_Data for processing_:
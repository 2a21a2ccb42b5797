//! Headless host bridge binary for stdin/stdout JSON communication.
//!
//! Reads `CommandEnvelope` messages as newline-delimited JSON from stdin
//! and writes `ResponseEnvelope` messages to stdout. A queue worker runs
//! alongside so queue-driven jobs advance on their own.
//!
//! All tracing/diagnostic output goes to stderr so that stdout remains a
//! clean JSON protocol channel.

use thesis_scout::App;
use thesis_scout::host::run_stdio_bridge;
use tokio_util::sync::CancellationToken;

#[tokio::main]
async fn main() -> anyhow::Result<()> {
    tracing_subscriber::fmt()
        .with_writer(std::io::stderr)
        .with_env_filter(
            tracing_subscriber::EnvFilter::try_from_default_env()
                .unwrap_or_else(|_| tracing_subscriber::EnvFilter::new("info")),
        )
        .init();

    tracing::info!("scout-host starting");

    let app = App::load().map_err(|e| anyhow::anyhow!("scout-host startup failed: {e}"))?;

    let cancel = CancellationToken::new();
    let worker = app.worker();
    let worker_cancel = cancel.clone();
    let worker_handle = tokio::spawn(async move { worker.run(worker_cancel).await });

    let bridge_result = run_stdio_bridge(app.host_handler()).await;

    cancel.cancel();
    if let Err(e) = worker_handle.await {
        tracing::error!(error = %e, "queue worker task failed");
    }

    bridge_result.map_err(|e| {
        tracing::error!(error = %e, "scout-host exited with error");
        anyhow::anyhow!("scout-host failed: {e}")
    })?;

    tracing::info!("scout-host shut down cleanly");
    Ok(())
}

_What to do_:
Only the lines from the one holding "let cancel = CancellationToken::new();" through the end of the listing should be given again, exactly and with both ends included.

_Exercise response_:
    let cancel = CancellationToken::new();
    let worker = app.worker();
    let worker_cancel = cancel.clone();
    let worker_handle = tokio::spawn(async move { worker.run(worker_cancel).await });

    let bridge_result = run_stdio_bridge(app.host_handler()).await;

    cancel.cancel();
    if let Err(e) = worker_handle.await {
        tracing::error!(error = %e, "queue worker task failed");
    }

    bridge_result.map_err(|e| {
        tracing::error!(error = %e, "scout-host exited with error");
        anyhow::anyhow!("scout-host failed: {e}")
    })?;

    tracing::info!("scout-host shut down cleanly");
    Ok(())
}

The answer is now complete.